═════ Material provided
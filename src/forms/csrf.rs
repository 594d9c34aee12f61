// CSRF token kept in the session and echoed back as a hidden field

use rand::RngCore;

use crate::session::Session;

pub const SESSION_KEY: &str = "csrf_token";
pub const FIELD_NAME: &str = "csrf_token";
pub const MISSING_MESSAGE: &str = "The CSRF token is missing or invalid.";

/// Return the session's token, creating one on first use
pub fn ensure_token(session: &mut Session) -> String {
    if let Some(token) = session.get_str(SESSION_KEY) {
        return token.to_string();
    }
    let mut bytes = [0u8; 20];
    rand::thread_rng().fill_bytes(&mut bytes);
    let token = hex::encode(bytes);
    session.insert(SESSION_KEY, token.clone());
    token
}

/// Whether the submitted token matches the one in the session
pub fn verify(session: &Session, submitted: Option<&str>) -> bool {
    match (session.get_str(SESSION_KEY), submitted) {
        (Some(expected), Some(given)) => !expected.is_empty() && expected == given,
        _ => false,
    }
}

#[cfg(test)]
mod tests {
    use super::*;

    #[test]
    fn test_token_is_stable_per_session() {
        let mut session = Session::default();
        let first = ensure_token(&mut session);
        assert_eq!(first.len(), 40);
        assert_eq!(ensure_token(&mut session), first);
        assert!(session.is_modified());
    }

    #[test]
    fn test_verify() {
        let mut session = Session::default();
        assert!(!verify(&session, Some("")));
        let token = ensure_token(&mut session);
        assert!(verify(&session, Some(&token)));
        assert!(!verify(&session, Some("forged")));
        assert!(!verify(&session, None));
    }
}
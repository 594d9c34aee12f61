// Session cookie codec
// Cookie value is hex(json) "." hex(hmac-sha256(secret, hex(json)))

use hmac::{Hmac, Mac};
use hyper::header::{HeaderMap, COOKIE};
use serde_json::Value;
use sha2::Sha256;
use std::collections::BTreeMap;
use thiserror::Error;

use super::Session;
use crate::http::{find_cookie, SameSite, SetCookie};

type HmacSha256 = Hmac<Sha256>;

#[derive(Debug, Error)]
pub enum SessionError {
    #[error("session cookie is malformed")]
    Malformed,

    #[error("session signature does not match")]
    BadSignature,

    #[error("session payload is not valid JSON: {0}")]
    Payload(String),

    #[error("invalid signing key: {0}")]
    Key(String),
}

/// Signs and verifies session cookies with the application secret
#[derive(Clone)]
pub struct SessionCodec {
    secret: Vec<u8>,
    cookie_name: String,
}

impl SessionCodec {
    pub fn new(secret: &str, cookie_name: &str) -> Self {
        Self {
            secret: secret.as_bytes().to_vec(),
            cookie_name: cookie_name.to_string(),
        }
    }

    #[allow(dead_code)] // Used in tests
    pub fn cookie_name(&self) -> &str {
        &self.cookie_name
    }

    fn mac(&self) -> Result<HmacSha256, SessionError> {
        HmacSha256::new_from_slice(&self.secret).map_err(|e| SessionError::Key(e.to_string()))
    }

    pub fn encode(&self, session: &Session) -> Result<String, SessionError> {
        let json = serde_json::to_vec(session.values())
            .map_err(|e| SessionError::Payload(e.to_string()))?;
        let payload = hex::encode(json);
        let mut mac = self.mac()?;
        mac.update(payload.as_bytes());
        let signature = hex::encode(mac.finalize().into_bytes());
        Ok(format!("{payload}.{signature}"))
    }

    pub fn try_decode(&self, token: &str) -> Result<Session, SessionError> {
        let (payload, signature) = token.split_once('.').ok_or(SessionError::Malformed)?;
        let signature = hex::decode(signature).map_err(|_| SessionError::Malformed)?;

        let mut mac = self.mac()?;
        mac.update(payload.as_bytes());
        mac.verify_slice(&signature)
            .map_err(|_| SessionError::BadSignature)?;

        let json = hex::decode(payload).map_err(|_| SessionError::Malformed)?;
        let values: BTreeMap<String, Value> =
            serde_json::from_slice(&json).map_err(|e| SessionError::Payload(e.to_string()))?;
        Ok(Session::from_values(values))
    }

    /// Decode a token, falling back to an empty session on any problem
    pub fn decode(&self, token: Option<&str>) -> Session {
        let Some(token) = token else {
            return Session::default();
        };
        self.try_decode(token).unwrap_or_else(|e| {
            crate::logger::log_debug(&format!("[Session] Discarding cookie: {e}"));
            Session::default()
        })
    }

    /// Session cookie value from the request headers
    pub fn token_from_headers(&self, headers: &HeaderMap) -> Option<String> {
        headers
            .get_all(COOKIE)
            .iter()
            .filter_map(|v| v.to_str().ok())
            .find_map(|header| find_cookie(header, &self.cookie_name))
    }

    /// `Set-Cookie` value to send back, or `None` when the session is unchanged
    pub fn set_cookie(&self, session: &Session) -> Result<Option<SetCookie>, SessionError> {
        if !session.is_modified() {
            return Ok(None);
        }
        if session.is_empty() {
            return Ok(Some(SetCookie::expired(self.cookie_name.clone())));
        }
        let cookie = SetCookie::new(self.cookie_name.clone(), self.encode(session)?)
            .http_only()
            .same_site(SameSite::Lax);
        Ok(Some(cookie))
    }
}

#[cfg(test)]
mod tests {
    use super::*;
    use hyper::header::HeaderValue;

    fn codec() -> SessionCodec {
        SessionCodec::new("test-secret", "session")
    }

    #[test]
    fn test_signed_round_trip() {
        let mut session = Session::default();
        session.insert("name", "Alice");
        let token = codec().encode(&session).unwrap();

        let decoded = codec().try_decode(&token).unwrap();
        assert_eq!(decoded.get_str("name"), Some("Alice"));
        assert!(!decoded.is_modified());
    }

    #[test]
    fn test_tampered_payload_rejected() {
        let mut session = Session::default();
        session.insert("name", "Alice");
        let token = codec().encode(&session).unwrap();
        let (_, signature) = token.split_once('.').unwrap();

        let mut forged = Session::default();
        forged.insert("name", "admin");
        let forged_payload = hex::encode(serde_json::to_vec(forged.values()).unwrap());
        let forged_token = format!("{forged_payload}.{signature}");

        assert!(matches!(
            codec().try_decode(&forged_token),
            Err(SessionError::BadSignature)
        ));
        assert!(codec().decode(Some(&forged_token)).is_empty());
    }

    #[test]
    fn test_other_secret_rejected() {
        let mut session = Session::default();
        session.insert("name", "Alice");
        let token = SessionCodec::new("other", "session").encode(&session).unwrap();
        assert!(codec().try_decode(&token).is_err());
    }

    #[test]
    fn test_garbage_gives_empty_session() {
        assert!(matches!(codec().try_decode("nodot"), Err(SessionError::Malformed)));
        assert!(codec().decode(Some("zz.zz")).is_empty());
        assert!(codec().decode(None).is_empty());
    }

    #[test]
    fn test_token_from_headers() {
        let mut headers = HeaderMap::new();
        headers.append(COOKIE, HeaderValue::from_static("Key=value"));
        headers.append(COOKIE, HeaderValue::from_static("theme=dark; session=abc.def"));
        assert_eq!(codec().token_from_headers(&headers), Some("abc.def".to_string()));
    }

    #[test]
    fn test_set_cookie_only_when_modified() {
        let untouched = Session::default();
        assert!(codec().set_cookie(&untouched).unwrap().is_none());

        let mut session = Session::default();
        session.insert("name", "Alice");
        let cookie = codec().set_cookie(&session).unwrap().unwrap();
        assert_eq!(cookie.name, "session");
        assert!(cookie.http_only);

        session.clear();
        let cookie = codec().set_cookie(&session).unwrap().unwrap();
        assert_eq!(cookie.max_age, Some(0));
    }
}
//! Cookie header parsing and `Set-Cookie` building

use std::fmt::Write;

/// `SameSite` attribute values
#[derive(Debug, Clone, Copy, PartialEq, Eq)]
pub enum SameSite {
    Strict,
    Lax,
}

/// A cookie to send back in a `Set-Cookie` header
#[derive(Debug, Clone)]
pub struct SetCookie {
    pub name: String,
    pub value: String,
    pub path: Option<String>,
    pub max_age: Option<i64>,
    pub http_only: bool,
    pub same_site: Option<SameSite>,
}

impl SetCookie {
    /// Cookie scoped to the whole site (`Path=/`), like most frameworks default to
    pub fn new(name: impl Into<String>, value: impl Into<String>) -> Self {
        Self {
            name: name.into(),
            value: value.into(),
            path: Some("/".to_string()),
            max_age: None,
            http_only: false,
            same_site: None,
        }
    }

    /// Cookie that tells the client to forget `name`
    pub fn expired(name: impl Into<String>) -> Self {
        Self {
            max_age: Some(0),
            ..Self::new(name, "")
        }
    }

    #[must_use]
    pub const fn http_only(mut self) -> Self {
        self.http_only = true;
        self
    }

    #[must_use]
    pub const fn same_site(mut self, same_site: SameSite) -> Self {
        self.same_site = Some(same_site);
        self
    }

    pub fn to_header_value(&self) -> String {
        let mut out = format!("{}={}", self.name, self.value);
        if self.max_age == Some(0) {
            out.push_str("; Expires=Thu, 01 Jan 1970 00:00:00 GMT");
        }
        if let Some(max_age) = self.max_age {
            let _ = write!(out, "; Max-Age={max_age}");
        }
        if let Some(path) = &self.path {
            let _ = write!(out, "; Path={path}");
        }
        if self.http_only {
            out.push_str("; HttpOnly");
        }
        match self.same_site {
            Some(SameSite::Strict) => out.push_str("; SameSite=Strict"),
            Some(SameSite::Lax) => out.push_str("; SameSite=Lax"),
            None => {}
        }
        out
    }
}

/// Parse a `Cookie` request header into (name, value) pairs.
///
/// Malformed pairs (no `=`, empty name) are skipped.
pub fn parse_cookie_header(header: &str) -> Vec<(String, String)> {
    header
        .split(';')
        .filter_map(|pair| {
            let (name, value) = pair.split_once('=')?;
            let name = name.trim();
            if name.is_empty() {
                return None;
            }
            let value = value.trim().trim_matches('"');
            Some((name.to_string(), value.to_string()))
        })
        .collect()
}

/// Find one cookie by name in a `Cookie` header
pub fn find_cookie(header: &str, name: &str) -> Option<String> {
    parse_cookie_header(header)
        .into_iter()
        .find(|(key, _)| key == name)
        .map(|(_, value)| value)
}

#[cfg(test)]
mod tests {
    use super::*;

    #[test]
    fn test_plain_cookie() {
        assert_eq!(SetCookie::new("Key", "value").to_header_value(), "Key=value; Path=/");
    }

    #[test]
    fn test_session_style_cookie() {
        let cookie = SetCookie::new("session", "abc.def")
            .http_only()
            .same_site(SameSite::Lax);
        assert_eq!(
            cookie.to_header_value(),
            "session=abc.def; Path=/; HttpOnly; SameSite=Lax"
        );
    }

    #[test]
    fn test_expired_cookie() {
        let value = SetCookie::expired("session").to_header_value();
        assert!(value.starts_with("session=; Expires=Thu, 01 Jan 1970"));
        assert!(value.contains("Max-Age=0"));
    }

    #[test]
    fn test_parse_cookie_header() {
        let pairs = parse_cookie_header("Key=value; session=\"a.b\";  broken; =x; empty=");
        assert_eq!(
            pairs,
            vec![
                ("Key".to_string(), "value".to_string()),
                ("session".to_string(), "a.b".to_string()),
                ("empty".to_string(), String::new()),
            ]
        );
        assert_eq!(find_cookie("a=1; b=2", "b"), Some("2".to_string()));
        assert_eq!(find_cookie("a=1", "b"), None);
    }
}
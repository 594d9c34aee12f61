//! Form schemas and validation
//!
//! A form is an ordered list of fields, each with a kind and a validator
//! chain. [`validate`] interprets any schema against submitted
//! `application/x-www-form-urlencoded` pairs.

pub mod csrf;

use std::collections::BTreeMap;

/// How a field is rendered
#[derive(Debug, Clone, Copy, PartialEq, Eq)]
pub enum FieldKind {
    Text,
    Password,
    Hidden,
    Submit,
}

impl FieldKind {
    /// The `<input type=...>` attribute
    pub const fn input_type(self) -> &'static str {
        match self {
            Self::Text => "text",
            Self::Password => "password",
            Self::Hidden => "hidden",
            Self::Submit => "submit",
        }
    }
}

#[derive(Debug, Clone, PartialEq, Eq)]
pub enum Validator {
    /// Value must contain something other than whitespace. Stops the chain.
    DataRequired { message: &'static str },
    /// Field must be present in the submission and non-empty. Stops the chain.
    InputRequired { message: &'static str },
    Email { message: &'static str },
    /// Length in characters; `max` of `None` means unbounded
    Length {
        min: usize,
        max: Option<usize>,
        message: String,
    },
    /// Value must equal the value of another field
    EqualTo {
        other: &'static str,
        message: &'static str,
    },
}

pub const REQUIRED_MESSAGE: &str = "This field is required.";
pub const EMAIL_MESSAGE: &str = "Invalid email address.";

impl Validator {
    pub const fn data_required() -> Self {
        Self::DataRequired {
            message: REQUIRED_MESSAGE,
        }
    }

    pub const fn input_required() -> Self {
        Self::InputRequired {
            message: REQUIRED_MESSAGE,
        }
    }

    pub const fn email() -> Self {
        Self::Email {
            message: EMAIL_MESSAGE,
        }
    }

    const fn stops_chain(&self) -> bool {
        matches!(self, Self::DataRequired { .. } | Self::InputRequired { .. })
    }

    /// `None` when the value passes
    fn check(&self, value: Option<&str>, data: &BTreeMap<String, String>) -> Option<String> {
        let text = value.unwrap_or("");
        let failed = match self {
            Self::DataRequired { .. } => text.trim().is_empty(),
            Self::InputRequired { .. } => value.map_or(true, str::is_empty),
            Self::Email { .. } => !is_email(text),
            Self::Length { min, max, .. } => {
                let len = text.chars().count();
                len < *min || max.is_some_and(|max| len > max)
            }
            Self::EqualTo { other, .. } => data.get(*other).map_or("", String::as_str) != text,
        };
        failed.then(|| self.message().to_string())
    }

    fn message(&self) -> &str {
        match self {
            Self::DataRequired { message }
            | Self::InputRequired { message }
            | Self::Email { message }
            | Self::EqualTo { message, .. } => *message,
            Self::Length { message, .. } => message.as_str(),
        }
    }
}

fn is_email(value: &str) -> bool {
    if value.chars().any(char::is_whitespace) {
        return false;
    }
    let Some((local, domain)) = value.split_once('@') else {
        return false;
    };
    !local.is_empty()
        && !domain.contains('@')
        && domain.contains('.')
        && !domain.starts_with('.')
        && !domain.ends_with('.')
}

#[derive(Debug, Clone)]
pub struct Field {
    pub name: &'static str,
    pub label: &'static str,
    pub kind: FieldKind,
    pub validators: Vec<Validator>,
}

impl Field {
    pub const fn new(name: &'static str, label: &'static str, kind: FieldKind) -> Self {
        Self {
            name,
            label,
            kind,
            validators: Vec::new(),
        }
    }

    #[must_use]
    pub fn validate_with(mut self, validator: Validator) -> Self {
        self.validators.push(validator);
        self
    }
}

/// Ordered field list
#[derive(Debug, Clone, Default)]
pub struct FormSchema {
    pub fields: Vec<Field>,
}

impl FormSchema {
    #[must_use]
    pub fn field(mut self, field: Field) -> Self {
        self.fields.push(field);
        self
    }
}

/// Validated values keyed by field name (submit fields excluded)
pub type FormValues = BTreeMap<String, String>;

/// Validation failures in schema order
#[derive(Debug, Clone, Default, PartialEq, Eq)]
pub struct FieldErrors {
    entries: Vec<(String, Vec<String>)>,
}

impl FieldErrors {
    pub fn add(&mut self, field: &str, message: impl Into<String>) {
        let message = message.into();
        match self.entries.iter_mut().find(|(name, _)| name == field) {
            Some((_, messages)) => messages.push(message),
            None => self.entries.push((field.to_string(), vec![message])),
        }
    }

    pub fn for_field(&self, field: &str) -> &[String] {
        self.entries
            .iter()
            .find(|(name, _)| name == field)
            .map(|(_, messages)| messages.as_slice())
            .unwrap_or(&[])
    }

    pub fn is_empty(&self) -> bool {
        self.entries.is_empty()
    }

    pub fn iter(&self) -> impl Iterator<Item = (&str, &[String])> {
        self.entries
            .iter()
            .map(|(name, messages)| (name.as_str(), messages.as_slice()))
    }
}

/// Collapse submitted pairs to one value per name; the first occurrence wins
pub fn collect_pairs(pairs: &[(String, String)]) -> BTreeMap<String, String> {
    let mut data = BTreeMap::new();
    for (name, value) in pairs {
        data.entry(name.clone()).or_insert_with(|| value.clone());
    }
    data
}

/// Run every field's validator chain in schema order.
pub fn validate(schema: &FormSchema, pairs: &[(String, String)]) -> Result<FormValues, FieldErrors> {
    let data = collect_pairs(pairs);
    let mut values = FormValues::new();
    let mut errors = FieldErrors::default();

    for field in &schema.fields {
        if field.kind == FieldKind::Submit {
            continue;
        }
        let value = data.get(field.name).map(String::as_str);
        for validator in &field.validators {
            if let Some(message) = validator.check(value, &data) {
                errors.add(field.name, message);
                if validator.stops_chain() {
                    break;
                }
            }
        }
        values.insert(field.name.to_string(), value.unwrap_or("").to_string());
    }

    if errors.is_empty() {
        Ok(values)
    } else {
        Err(errors)
    }
}

/// The name form shown on `/form` and `/usersession`
pub fn name_form() -> FormSchema {
    FormSchema::default()
        .field(
            Field::new("name", "What's your name?", FieldKind::Text)
                .validate_with(Validator::data_required())
                .validate_with(Validator::input_required()),
        )
        .field(
            Field::new("email", "What's your email?", FieldKind::Text)
                .validate_with(Validator::email()),
        )
        .field(
            Field::new("password", "Pass: ", FieldKind::Password).validate_with(
                Validator::Length {
                    min: 1,
                    max: None,
                    message: "Password should be at least 1 characters long".to_string(),
                },
            ),
        )
        .field(
            Field::new("confirm_password", "Confirm Password", FieldKind::Password)
                .validate_with(Validator::EqualTo {
                    other: "password",
                    message: "Both password fields must be equal!",
                }),
        )
        .field(Field::new("submit", "Submit", FieldKind::Submit))
}

/// One field as a template sees it
#[derive(Debug, Clone)]
pub struct FieldView {
    pub name: &'static str,
    pub label: &'static str,
    pub input_type: &'static str,
    pub value: String,
    pub errors: Vec<String>,
}

/// A whole form ready for rendering
#[derive(Debug, Clone)]
pub struct FormView {
    pub fields: Vec<FieldView>,
    /// Hidden CSRF token, when protection is on
    pub csrf_token: Option<String>,
}

impl FormView {
    /// Field values are taken from `values`; password fields are never echoed
    pub fn new(
        schema: &FormSchema,
        values: &BTreeMap<String, String>,
        errors: &FieldErrors,
        csrf_token: Option<String>,
    ) -> Self {
        let fields = schema
            .fields
            .iter()
            .map(|field| FieldView {
                name: field.name,
                label: field.label,
                input_type: field.kind.input_type(),
                value: match field.kind {
                    FieldKind::Password => String::new(),
                    FieldKind::Submit => field.label.to_string(),
                    FieldKind::Text | FieldKind::Hidden => {
                        values.get(field.name).cloned().unwrap_or_default()
                    }
                },
                errors: errors.for_field(field.name).to_vec(),
            })
            .collect();
        Self { fields, csrf_token }
    }

    /// A blank form
    pub fn empty(schema: &FormSchema, csrf_token: Option<String>) -> Self {
        Self::new(schema, &BTreeMap::new(), &FieldErrors::default(), csrf_token)
    }

    pub fn has_errors(&self) -> bool {
        self.fields.iter().any(|f| !f.errors.is_empty())
    }
}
══════════
→ Description of the task: Take exactly the lines from the one containing "pub struct FormSchema" through the one containing "for (name, value)" in the data above, and output them with nothing added.

→ Result for this exercise:
pub struct FormSchema {
    pub fields: Vec<Field>,
}

impl FormSchema {
    #[must_use]
    pub fn field(mut self, field: Field) -> Self {
        self.fields.push(field);
        self
    }
}

/// Validated values keyed by field name (submit fields excluded)
pub type FormValues = BTreeMap<String, String>;

/// Validation failures in schema order
#[derive(Debug, Clone, Default, PartialEq, Eq)]
pub struct FieldErrors {
    entries: Vec<(String, Vec<String>)>,
}

impl FieldErrors {
    pub fn add(&mut self, field: &str, message: impl Into<String>) {
        let message = message.into();
        match self.entries.iter_mut().find(|(name, _)| name == field) {
            Some((_, messages)) => messages.push(message),
            None => self.entries.push((field.to_string(), vec![message])),
        }
    }

    pub fn for_field(&self, field: &str) -> &[String] {
        self.entries
            .iter()
            .find(|(name, _)| name == field)
            .map(|(_, messages)| messages.as_slice())
            .unwrap_or(&[])
    }

    pub fn is_empty(&self) -> bool {
        self.entries.is_empty()
    }

    pub fn iter(&self) -> impl Iterator<Item = (&str, &[String])> {
        self.entries
            .iter()
            .map(|(name, messages)| (name.as_str(), messages.as_slice()))
    }
}

/// Collapse submitted pairs to one value per name; the first occurrence wins
pub fn collect_pairs(pairs: &[(String, String)]) -> BTreeMap<String, String> {
    let mut data = BTreeMap::new();
    for (name, value) in pairs {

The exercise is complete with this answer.